**What the task asks:** Every line of the records that contains "false" should be tallied, and only the resulting number returned.

(Stored entries)

____________

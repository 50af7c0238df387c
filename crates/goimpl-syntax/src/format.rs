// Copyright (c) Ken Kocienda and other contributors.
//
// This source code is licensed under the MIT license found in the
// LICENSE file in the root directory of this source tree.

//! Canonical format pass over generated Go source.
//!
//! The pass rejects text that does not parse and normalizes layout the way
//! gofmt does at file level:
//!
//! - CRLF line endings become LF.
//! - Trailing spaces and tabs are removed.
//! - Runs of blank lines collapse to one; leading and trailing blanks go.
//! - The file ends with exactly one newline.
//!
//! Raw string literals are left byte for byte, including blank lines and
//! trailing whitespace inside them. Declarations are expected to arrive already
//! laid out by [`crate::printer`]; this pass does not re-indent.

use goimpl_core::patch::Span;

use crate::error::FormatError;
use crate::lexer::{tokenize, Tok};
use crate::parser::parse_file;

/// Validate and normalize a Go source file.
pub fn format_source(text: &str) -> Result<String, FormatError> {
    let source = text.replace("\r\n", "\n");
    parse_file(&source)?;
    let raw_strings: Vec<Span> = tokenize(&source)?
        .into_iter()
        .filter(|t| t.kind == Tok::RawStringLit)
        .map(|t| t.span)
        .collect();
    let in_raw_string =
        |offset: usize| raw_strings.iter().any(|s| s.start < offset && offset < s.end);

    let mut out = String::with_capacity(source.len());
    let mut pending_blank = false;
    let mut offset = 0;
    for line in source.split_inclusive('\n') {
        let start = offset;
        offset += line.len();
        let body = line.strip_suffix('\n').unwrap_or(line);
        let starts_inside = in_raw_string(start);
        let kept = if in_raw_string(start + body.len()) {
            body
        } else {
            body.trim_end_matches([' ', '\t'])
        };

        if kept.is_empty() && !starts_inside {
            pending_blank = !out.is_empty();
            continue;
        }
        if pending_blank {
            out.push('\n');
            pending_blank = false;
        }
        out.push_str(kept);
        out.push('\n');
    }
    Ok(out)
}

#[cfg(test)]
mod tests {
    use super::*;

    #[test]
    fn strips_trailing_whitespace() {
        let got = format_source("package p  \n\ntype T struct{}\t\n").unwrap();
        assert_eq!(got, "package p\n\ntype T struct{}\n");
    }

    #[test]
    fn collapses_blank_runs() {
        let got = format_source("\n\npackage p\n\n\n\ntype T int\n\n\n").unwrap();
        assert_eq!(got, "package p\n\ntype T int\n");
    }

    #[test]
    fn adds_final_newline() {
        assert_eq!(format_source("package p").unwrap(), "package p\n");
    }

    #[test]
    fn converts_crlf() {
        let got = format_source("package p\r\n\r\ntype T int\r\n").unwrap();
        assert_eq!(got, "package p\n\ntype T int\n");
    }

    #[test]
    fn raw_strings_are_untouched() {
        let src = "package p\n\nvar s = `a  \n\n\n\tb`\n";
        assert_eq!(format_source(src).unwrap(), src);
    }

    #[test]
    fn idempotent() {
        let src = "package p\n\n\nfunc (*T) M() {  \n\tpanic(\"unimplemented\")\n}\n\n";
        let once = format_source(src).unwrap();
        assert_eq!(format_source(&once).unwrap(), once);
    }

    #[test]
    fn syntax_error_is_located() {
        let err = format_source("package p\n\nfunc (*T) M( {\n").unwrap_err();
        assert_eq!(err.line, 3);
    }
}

____________

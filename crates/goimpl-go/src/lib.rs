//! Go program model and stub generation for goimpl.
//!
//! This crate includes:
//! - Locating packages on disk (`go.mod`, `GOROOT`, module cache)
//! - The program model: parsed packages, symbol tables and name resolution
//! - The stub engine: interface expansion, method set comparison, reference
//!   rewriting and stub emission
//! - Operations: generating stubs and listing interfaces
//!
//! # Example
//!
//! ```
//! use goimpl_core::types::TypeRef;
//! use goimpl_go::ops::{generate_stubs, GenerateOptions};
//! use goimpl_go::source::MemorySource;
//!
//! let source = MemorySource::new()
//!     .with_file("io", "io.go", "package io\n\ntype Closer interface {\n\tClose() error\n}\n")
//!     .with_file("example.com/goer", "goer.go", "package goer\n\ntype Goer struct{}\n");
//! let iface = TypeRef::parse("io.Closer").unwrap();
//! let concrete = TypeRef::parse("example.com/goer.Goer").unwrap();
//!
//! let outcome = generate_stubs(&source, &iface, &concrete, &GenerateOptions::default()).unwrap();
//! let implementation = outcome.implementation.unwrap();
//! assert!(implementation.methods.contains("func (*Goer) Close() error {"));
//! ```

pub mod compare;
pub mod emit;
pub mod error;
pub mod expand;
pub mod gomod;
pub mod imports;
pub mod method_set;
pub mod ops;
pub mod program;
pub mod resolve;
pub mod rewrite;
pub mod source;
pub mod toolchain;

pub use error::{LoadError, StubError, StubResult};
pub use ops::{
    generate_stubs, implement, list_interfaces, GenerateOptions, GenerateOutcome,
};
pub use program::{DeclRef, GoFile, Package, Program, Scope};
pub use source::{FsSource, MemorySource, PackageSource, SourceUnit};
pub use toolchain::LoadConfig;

____________

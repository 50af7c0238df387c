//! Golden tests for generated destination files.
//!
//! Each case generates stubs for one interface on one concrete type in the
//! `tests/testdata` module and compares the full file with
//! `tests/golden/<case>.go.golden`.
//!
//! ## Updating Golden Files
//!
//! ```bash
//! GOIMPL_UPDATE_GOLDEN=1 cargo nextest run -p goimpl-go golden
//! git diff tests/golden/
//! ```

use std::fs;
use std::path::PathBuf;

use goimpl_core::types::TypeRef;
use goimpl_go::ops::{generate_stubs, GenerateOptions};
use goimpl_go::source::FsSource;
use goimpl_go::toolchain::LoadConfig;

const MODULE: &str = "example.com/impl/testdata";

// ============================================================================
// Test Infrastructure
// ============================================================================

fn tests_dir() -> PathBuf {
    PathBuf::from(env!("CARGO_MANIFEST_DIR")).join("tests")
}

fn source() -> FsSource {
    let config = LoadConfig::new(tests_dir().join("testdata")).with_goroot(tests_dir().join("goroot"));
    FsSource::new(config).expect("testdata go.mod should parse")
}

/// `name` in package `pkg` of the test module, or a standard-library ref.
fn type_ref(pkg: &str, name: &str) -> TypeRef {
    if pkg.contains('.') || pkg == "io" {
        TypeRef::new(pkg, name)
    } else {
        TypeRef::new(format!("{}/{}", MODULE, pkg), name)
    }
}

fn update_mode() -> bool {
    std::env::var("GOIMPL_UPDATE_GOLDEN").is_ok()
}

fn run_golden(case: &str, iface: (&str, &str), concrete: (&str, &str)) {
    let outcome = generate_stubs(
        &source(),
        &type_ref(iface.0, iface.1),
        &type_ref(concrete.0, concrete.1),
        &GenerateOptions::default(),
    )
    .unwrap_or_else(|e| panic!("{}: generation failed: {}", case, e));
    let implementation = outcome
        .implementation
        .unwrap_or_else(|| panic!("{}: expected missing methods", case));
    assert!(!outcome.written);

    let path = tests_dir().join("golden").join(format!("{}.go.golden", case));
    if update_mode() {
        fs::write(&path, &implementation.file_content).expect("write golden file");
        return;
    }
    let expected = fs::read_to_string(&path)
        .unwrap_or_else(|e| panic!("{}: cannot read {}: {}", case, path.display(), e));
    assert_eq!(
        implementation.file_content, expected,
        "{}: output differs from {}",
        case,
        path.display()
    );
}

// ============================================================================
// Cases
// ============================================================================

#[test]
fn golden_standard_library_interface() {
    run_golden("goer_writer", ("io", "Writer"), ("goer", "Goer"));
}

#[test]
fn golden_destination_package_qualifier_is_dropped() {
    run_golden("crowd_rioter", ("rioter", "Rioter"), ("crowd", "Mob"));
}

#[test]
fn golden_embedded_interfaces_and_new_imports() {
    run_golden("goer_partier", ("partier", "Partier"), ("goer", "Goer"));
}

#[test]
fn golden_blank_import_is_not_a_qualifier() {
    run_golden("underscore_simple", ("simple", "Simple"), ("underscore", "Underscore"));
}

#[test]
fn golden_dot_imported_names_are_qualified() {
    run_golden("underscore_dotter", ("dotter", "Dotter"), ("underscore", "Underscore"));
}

____________

**Exercise response:** 2